La nostra missione era quella di aiutare a proteggere questi eventi storici dall’incursione commerciale e restituire lo sport a chi realmente dovrebbe appartenere — i fan, le famiglie, gli allevatori di cavalli e la cultura che l’ha costruito. Ciò che è successo qui non è stato un fallimento. È stata una reiezione. Non per motivi di affari — ma per chi sono.
Le voci razziste — amplificate dal silenzio — hanno reso chiaro che non eravamo i benvenuti. E ancor peggio, nessuno all’interno della leadership equestre svedese si è alzato per difendere ciò che era giusto. Quel silenzio parla più di qualsiasi parola.
Ora lasciamo Falsterbo con dignità e occhi aperti. Abbiamo supportato questo show quando nessun altro lo ha fatto. Gli abbiamo portato attenzione internazionale e rispetto.

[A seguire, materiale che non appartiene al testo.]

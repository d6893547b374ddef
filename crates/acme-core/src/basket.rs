//! # Basket
//!
//! A checkout's list of items, priced against shared [`PricingRules`].
//!
//! ## Basket Operations Flow
//! ```text
//! ┌─────────────────────────────────────────────────────────────────────────┐
//! │                    Basket Operations                                    │
//! │                                                                         │
//! │  add("R01") ──► catalog.find("R01") ──► items.push(product snapshot)   │
//! │                       │                                                 │
//! │                       └── unknown code ──► ProductNotFound, no change  │
//! │                                                                         │
//! │  total() ──► subtotal      = Σ item.price                              │
//! │              discount      = Σ offer.discount(items)                   │
//! │              discounted    = max(subtotal − discount, 0)               │
//! │              delivery      = delivery_rule.cost_for(discounted)        │
//! │              total         = discounted + delivery                     │
//! │                                                                         │
//! │  NOTE: nothing is cached. Every call reprices the current items.       │
//! └─────────────────────────────────────────────────────────────────────────┘
//! ```
//!
//! ## Sharing
//! Catalog, offers and delivery rule are held through `Arc` and are never
//! mutated, so any number of baskets (on any threads) can price against the
//! same rules. Each basket owns only its item list.

use std::sync::Arc;

use tracing::debug;

use crate::catalog::Catalog;
use crate::delivery::DeliveryRule;
use crate::error::CoreResult;
use crate::money::Money;
use crate::offer::Offer;
use crate::types::{PriceBreakdown, Product};

/// Offers shared by every basket of a pricing configuration.
pub type SharedOffers = Arc<[Box<dyn Offer>]>;

// =============================================================================
// Pricing Rules
// =============================================================================

/// The immutable configuration every basket prices against.
///
/// Cloning is cheap: only reference counts change.
#[derive(Debug, Clone)]
pub struct PricingRules {
    catalog: Arc<Catalog>,
    delivery_rule: Arc<dyn DeliveryRule>,
    offers: SharedOffers,
}

impl PricingRules {
    pub fn new(
        catalog: Arc<Catalog>,
        delivery_rule: Arc<dyn DeliveryRule>,
        offers: impl Into<SharedOffers>,
    ) -> Self {
        PricingRules {
            catalog,
            delivery_rule,
            offers: offers.into(),
        }
    }

    /// Opens an empty basket sharing these rules.
    pub fn basket(&self) -> Basket {
        Basket::new(
            Arc::clone(&self.catalog),
            Arc::clone(&self.delivery_rule),
            Arc::clone(&self.offers),
        )
    }

    pub fn catalog(&self) -> &Catalog {
        &self.catalog
    }

    pub fn offers(&self) -> &[Box<dyn Offer>] {
        &self.offers
    }

    pub fn delivery_rule(&self) -> &dyn DeliveryRule {
        &*self.delivery_rule
    }
}

// =============================================================================
// Basket
// =============================================================================

/// Items awaiting a total.
///
/// ## Invariants
/// - Every item was resolved through the catalog
/// - Items keep insertion order
/// - A failed [`Basket::add`] leaves the items untouched
#[derive(Debug, Clone)]
pub struct Basket {
    catalog: Arc<Catalog>,
    delivery_rule: Arc<dyn DeliveryRule>,
    offers: SharedOffers,
    items: Vec<Product>,
}

impl Basket {
    /// Creates an empty basket.
    ///
    /// ## Example
    /// ```rust
    /// use std::sync::Arc;
    /// use acme_core::{
    ///     Basket, BuyOneGetSecondHalfPrice, Catalog, DeliveryTier, Money, Offer, Product,
    ///     TieredDeliveryRule,
    /// };
    ///
    /// let catalog = Catalog::new(vec![
    ///     Product::new("R01", "Red Widget", Money::from_cents(3295)).unwrap(),
    /// ])
    /// .unwrap();
    /// let delivery = TieredDeliveryRule::new(vec![
    ///     DeliveryTier::new(Money::zero(), Money::from_cents(495)),
    /// ])
    /// .unwrap();
    /// let offers: Vec<Box<dyn Offer>> = vec![Box::new(BuyOneGetSecondHalfPrice::new("R01"))];
    ///
    /// let mut basket = Basket::new(Arc::new(catalog), Arc::new(delivery), offers);
    /// basket.add("R01").unwrap();
    /// basket.add("R01").unwrap();
    ///
    /// // $65.90 − $16.475 + $4.95
    /// assert_eq!(basket.total().unwrap().to_string(), "$54.38");
    /// ```
    pub fn new(
        catalog: Arc<Catalog>,
        delivery_rule: Arc<dyn DeliveryRule>,
        offers: impl Into<SharedOffers>,
    ) -> Self {
        Basket {
            catalog,
            delivery_rule,
            offers: offers.into(),
            items: Vec::new(),
        }
    }

    /// Adds one unit of the product with `code`.
    ///
    /// Returns the product that was added. Fails with
    /// [`CoreError::ProductNotFound`](crate::CoreError::ProductNotFound)
    /// if the catalog does not know the code.
    pub fn add(&mut self, code: &str) -> CoreResult<&Product> {
        let product = self.catalog.find(code)?.clone();
        debug!(code, price = %product.price(), "Adding product to basket");

        self.items.push(product);
        Ok(&self.items[self.items.len() - 1])
    }

    /// Items in the order they were added.
    pub fn items(&self) -> &[Product] {
        &self.items
    }

    /// Number of units in the basket.
    pub fn len(&self) -> usize {
        self.items.len()
    }

    /// Checks if the basket is empty.
    pub fn is_empty(&self) -> bool {
        self.items.is_empty()
    }

    /// Sum of item prices, before offers.
    pub fn subtotal(&self) -> Money {
        self.items.iter().map(Product::price).sum()
    }

    /// Sum of every offer's discount on the current items.
    pub fn discount(&self) -> Money {
        self.offers
            .iter()
            .map(|offer| offer.discount(&self.items))
            .sum()
    }

    /// Prices the basket and returns every intermediate figure.
    pub fn breakdown(&self) -> CoreResult<PriceBreakdown> {
        let subtotal = self.subtotal();
        let discount = self.discount();
        let discounted_subtotal = (subtotal - discount).clamp_non_negative();
        let delivery = self.delivery_rule.cost_for(discounted_subtotal)?;
        let total = discounted_subtotal + delivery;

        debug!(
            items = self.items.len(),
            %subtotal,
            %discount,
            %delivery,
            %total,
            "Priced basket"
        );

        Ok(PriceBreakdown {
            item_count: self.items.len(),
            subtotal,
            discount,
            discounted_subtotal,
            delivery,
            total,
        })
    }

    /// Final price: discounted subtotal plus delivery.
    ///
    /// Exact (unrounded). Idempotent: repeated calls without adds return the
    /// same value.
    pub fn total(&self) -> CoreResult<Money> {
        Ok(self.breakdown()?.total)
    }
}

// =============================================================================
// Unit Tests
// =============================================================================

#[cfg(test)]
mod tests {
    use super::*;
    use crate::delivery::{DeliveryTier, TieredDeliveryRule};
    use crate::error::CoreError;
    use crate::offer::BuyOneGetSecondHalfPrice;
    use rust_decimal_macros::dec;

    fn rules() -> PricingRules {
        let catalog = Catalog::new(vec![
            Product::new("R01", "Red Widget", Money::from_cents(3295)).unwrap(),
            Product::new("G01", "Green Widget", Money::from_cents(2495)).unwrap(),
            Product::new("B01", "Blue Widget", Money::from_cents(795)).unwrap(),
        ])
        .unwrap();
        let delivery = TieredDeliveryRule::new(vec![
            DeliveryTier::new(Money::zero(), Money::from_cents(495)),
            DeliveryTier::new(Money::from_cents(5000), Money::from_cents(295)),
            DeliveryTier::new(Money::from_cents(9000), Money::zero()),
        ])
        .unwrap();
        let offers: Vec<Box<dyn Offer>> = vec![Box::new(BuyOneGetSecondHalfPrice::new("R01"))];

        PricingRules::new(Arc::new(catalog), Arc::new(delivery), offers)
    }

    /// Offer that gives away more than any basket is worth.
    #[derive(Debug)]
    struct Giveaway;

    impl Offer for Giveaway {
        fn name(&self) -> String {
            "giveaway".to_string()
        }

        fn discount(&self, _items: &[Product]) -> Money {
            Money::from_cents(1_000_000)
        }
    }

    #[test]
    fn test_add_appends_snapshot() {
        let mut basket = rules().basket();

        let added = basket.add("G01").unwrap();
        assert_eq!(added.name(), "Green Widget");

        basket.add("B01").unwrap();
        let codes: Vec<&str> = basket.items().iter().map(Product::code).collect();
        assert_eq!(codes, ["G01", "B01"]);
        assert_eq!(basket.len(), 2);
    }

    #[test]
    fn test_add_unknown_code_leaves_items_unchanged() {
        let mut basket = rules().basket();
        basket.add("R01").unwrap();

        let err = basket.add("X99").unwrap_err();
        assert!(matches!(err, CoreError::ProductNotFound(code) if code == "X99"));
        assert_eq!(basket.len(), 1);
    }

    #[test]
    fn test_empty_basket_pays_base_delivery() {
        let basket = rules().basket();
        assert!(basket.is_empty());
        assert_eq!(basket.total().unwrap(), Money::from_cents(495));
    }

    #[test]
    fn test_breakdown_figures() {
        let mut basket = rules().basket();
        basket.add("R01").unwrap();
        basket.add("R01").unwrap();

        let breakdown = basket.breakdown().unwrap();
        assert_eq!(breakdown.item_count, 2);
        assert_eq!(breakdown.subtotal.amount(), dec!(65.90));
        assert_eq!(breakdown.discount.amount(), dec!(16.475));
        assert_eq!(breakdown.discounted_subtotal.amount(), dec!(49.425));
        assert_eq!(breakdown.delivery, Money::from_cents(495));
        assert_eq!(breakdown.total.amount(), dec!(54.375));
    }

    #[test]
    fn test_total_is_idempotent() {
        let mut basket = rules().basket();
        basket.add("R01").unwrap();
        basket.add("G01").unwrap();

        let first = basket.total().unwrap();
        assert_eq!(basket.total().unwrap(), first);
        assert_eq!(basket.total().unwrap(), first);
    }

    #[test]
    fn test_total_reflects_later_adds() {
        let mut basket = rules().basket();
        basket.add("B01").unwrap();
        let before = basket.total().unwrap();

        basket.add("G01").unwrap();
        assert_ne!(basket.total().unwrap(), before);
        assert_eq!(basket.total().unwrap().amount(), dec!(37.85));
    }

    #[test]
    fn test_discount_cannot_push_below_zero() {
        let catalog = Catalog::new(vec![
            Product::new("B01", "Blue Widget", Money::from_cents(795)).unwrap(),
        ])
        .unwrap();
        let delivery = Arc::new(
            TieredDeliveryRule::new(vec![DeliveryTier::new(Money::zero(), Money::from_cents(495))])
                .unwrap(),
        );
        let offers: Vec<Box<dyn Offer>> = vec![Box::new(Giveaway)];

        let mut basket = Basket::new(Arc::new(catalog), delivery, offers);
        basket.add("B01").unwrap();

        let breakdown = basket.breakdown().unwrap();
        assert_eq!(breakdown.discounted_subtotal, Money::zero());
        assert_eq!(breakdown.total, Money::from_cents(495));
    }

    #[test]
    fn test_baskets_share_rules_not_items() {
        let rules = rules();
        let mut first = rules.basket();
        let second = rules.basket();

        first.add("R01").unwrap();
        assert_eq!(first.len(), 1);
        assert!(second.is_empty());
        assert_eq!(rules.catalog().len(), 3);
        assert_eq!(rules.offers().len(), 1);
    }

    #[test]
    fn test_rules_are_thread_safe() {
        fn assert_send_sync<T: Send + Sync>() {}
        assert_send_sync::<PricingRules>();
        assert_send_sync::<Basket>();
    }
}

Ce ne andiamo — non perché abbiamo perso, ma perché ci siamo rifiutati di rimanere in silenzio e compromettere ciò in cui crediamo. Al Shira’aa continuerà a supportare lo sport equestre ovunque venga rispettato e accolto. E coloro che hanno fatto prevalere l’odio sulla tradizione dovranno risponderne un giorno. Non a me, ma allo sport. Alla gente e alla tradizione che non sono riusciti a proteggere. Detto ciò, non desidero altro che pace, riflessione e rinnovamento per la Svezia — un paese con tanta bellezza, cultura e talento. Spero che un giorno le voci più forti non siano più quelle dell’odio. Desidero veramente felicità, guarigione e comprensione per il popolo svedese — e anche per i media.